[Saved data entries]
▼▼▼
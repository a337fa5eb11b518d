//! Queue and dispatcher tests
//!
//! Priority ordering, capacity, drain, concurrency, rate limiting, failure
//! isolation, shutdown and history.

mod dispatch;
mod drain;

use std::sync::Arc;

use cmdmux_core::{CommandExecutor, Dispatcher, DispatcherSettings, EventBus};

/// Dispatcher with no rate limit and the given concurrency
pub fn dispatcher(concurrency: usize, executor: Arc<dyn CommandExecutor>) -> (Dispatcher, EventBus) {
    dispatcher_with(
        DispatcherSettings {
            concurrency,
            rate_limit: f64::INFINITY,
            ..DispatcherSettings::default()
        },
        executor,
    )
}

pub fn dispatcher_with(
    settings: DispatcherSettings,
    executor: Arc<dyn CommandExecutor>,
) -> (Dispatcher, EventBus) {
    let bus = EventBus::new();
    let dispatcher = Dispatcher::start(settings, executor, bus.sender());
    (dispatcher, bus)
}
▲▲▲
Your reply should hold all the entries, each repeated without a single change.

repository a337fa5eb11b518d
//! Queue and dispatcher tests
//!
//! Priority ordering, capacity, drain, concurrency, rate limiting, failure
//! isolation, shutdown and history.

mod dispatch;
mod drain;

use std::sync::Arc;

use cmdmux_core::{CommandExecutor, Dispatcher, DispatcherSettings, EventBus};

/// Dispatcher with no rate limit and the given concurrency
pub fn dispatcher(concurrency: usize, executor: Arc<dyn CommandExecutor>) -> (Dispatcher, EventBus) {
    dispatcher_with(
        DispatcherSettings {
            concurrency,
            rate_limit: f64::INFINITY,
            ..DispatcherSettings::default()
        },
        executor,
    )
}

pub fn dispatcher_with(
    settings: DispatcherSettings,
    executor: Arc<dyn CommandExecutor>,
) -> (Dispatcher, EventBus) {
    let bus = EventBus::new();
    let dispatcher = Dispatcher::start(settings, executor, bus.sender());
    (dispatcher, bus)
}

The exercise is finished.